Despite the fact that, in their paper Redelmeier and Singh said the data they used would be available on their website, it never was. That is why Peter had to rely on Mark for the data in his simulation. Mark's data is available here embedded in Peter's Mathematica program. If you do not have Mathematica you can read this using the free MathReader. (We will also make Mark's data available in Excel format.) For the paper by Hanley and his colleagues, Redelmeier and Singh did make their data available, though it was not the original data since it included the results of one more year of Oscars winners. This data is available here.
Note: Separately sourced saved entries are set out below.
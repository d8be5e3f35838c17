use core::cell::Cell;

#[cfg(feature = "tracing")]
use tracing::instrument;

use crate::{
    ConfigError, IdGenerator, Layout, Result, TimeSource, WallClock, WorkerConfig,
    generator::{Identity, State},
};

/// A non-concurrent ID generator for a single thread.
///
/// The state lives in a [`Cell`], so this type is `!Sync`: the compiler
/// guarantees no two threads ever generate from the same instance, which is
/// what makes skipping the lock sound.
///
/// ## Features
/// - ❌ Not thread-safe (can still be moved to another thread)
/// - ✅ No locking on the hot path
///
/// ## Recommended When
/// - A single thread or task owns the worker
/// - You want the fastest generator
///
/// ## See Also
/// - [`LockWorker`]
///
/// [`LockWorker`]: crate::LockWorker
pub struct BasicWorker<T = WallClock>
where
    T: TimeSource,
{
    identity: Identity,
    state: Cell<State>,
    time: T,
}

impl BasicWorker<WallClock> {
    /// Creates a worker that reads the wall clock in units of `config.tick`.
    ///
    /// # Errors
    ///
    /// Returns [`Error::InvalidConfiguration`] if `config` does not validate.
    ///
    /// # Example
    /// ```
    /// use sanic::{BasicWorker, IdGenerator, WorkerConfig};
    ///
    /// let worker = BasicWorker::new(WorkerConfig::TEN_CHARS).unwrap();
    /// let a = worker.next_id();
    /// let b = worker.next_id();
    /// assert!(a < b);
    /// assert_eq!(worker.id_string(b).len(), 10);
    /// ```
    ///
    /// [`Error::InvalidConfiguration`]: crate::Error::InvalidConfiguration
    pub fn new(config: WorkerConfig) -> Result<Self> {
        let time = WallClock::new(config.tick).ok_or(ConfigError::ZeroTick)?;
        Self::with_clock(config, time)
    }
}

impl<T> BasicWorker<T>
where
    T: TimeSource,
{
    /// Creates a worker reading ticks from `time`.
    ///
    /// The clock is read once here to anchor the generator.
    ///
    /// # Errors
    ///
    /// Returns [`Error::InvalidConfiguration`] if `config` does not validate.
    ///
    /// [`Error::InvalidConfiguration`]: crate::Error::InvalidConfiguration
    pub fn with_clock(config: WorkerConfig, time: T) -> Result<Self> {
        let identity = Identity::from_config(&config)?;
        Ok(Self {
            identity,
            state: Cell::new(State::new(&time)),
            time,
        })
    }

    /// Generates the next ID without any synchronization.
    #[cfg_attr(feature = "tracing", instrument(level = "trace", skip(self)))]
    pub fn next_id(&self) -> i64 {
        let mut state = self.state.get();
        let id = state.next_id(&self.identity, &self.time);
        self.state.set(state);
        id
    }

    /// Returns the bit layout IDs are packed with.
    pub fn layout(&self) -> Layout {
        self.identity.layout
    }

    /// Returns the worker ID stamped into every ID.
    pub fn worker_id(&self) -> i64 {
        self.identity.worker_id
    }

    /// Returns the epoch, in ticks since the Unix epoch.
    pub fn epoch(&self) -> i64 {
        self.identity.epoch
    }
}

impl<T> IdGenerator<T> for BasicWorker<T>
where
    T: TimeSource,
{
    fn with_clock(config: WorkerConfig, time: T) -> Result<Self> {
        Self::with_clock(config, time)
    }

    fn next_id(&self) -> i64 {
        self.next_id()
    }

    fn layout(&self) -> Layout {
        self.layout()
    }
}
Peter simulation can also be used to show that even a supposedly correct application of the Kaplan-Meier test fails to eliminate selection bias completely: Effects to which the corrected test assigns a p-value less than .05 happen more than 5 percent of the time. Let's try to see why. Peter describes the corrected form of the Kaplan-Meier test as follows:

We decide to compare those who have

won an Oscar (call them ‘winners’) with those who have merely been nominated (call them ‘also-rans’). Our ‘null hypothesis’ is that having won an Oscar doesn’t help your health. We create a contest by associating a point to the death of anyone who has ever been nominated for an Oscar. Points are bad: the winners get a point if the deceased was a star; the also-rans get a point if the deceased was an also-ran. Suppose that the deceased died in their dth day of life. Over the course of history, some number a of nominees will have made it to the kth. day of their lives, and been a winner on that day; some number b of nominees will have made it to the dth day of their lives, and been an also-ran on that day. If our hypothesis is correct, and having won an Oscar really doesn’t help your health, then the probability that the winners get this point should be a/(a+b). So now we’ve got a game of points. with known probability of winning for each

point.

The corrected Kaplan-Meier statistic is obtained by analyzing this game as if it had been determined beforehand exactly how many points would be played, together with the associated parameters a and b. But of course this was not the case. There are subtle interdependencies which cause the method to generate misleading p-values.

This defect of the Kaplan-Meier test is known to experts in survival analysis. It would be worrisome, were it not for the fact that the errors it introduces are tiny compared to those resulting from the failure to understand that, as Mark Mixer so aptly observed, "breaking your hip increases your life expectancy."



Homework

Write a computer simulation showing why "breaking your hip increases your life expectancy", based on the simplest probability model you can come up with. Analyze the results of your simulation using the corrected Kaplan-Meier test, and observe that deviations to which the corrected test ascribes p<.05 happen more than 5 percent of the time.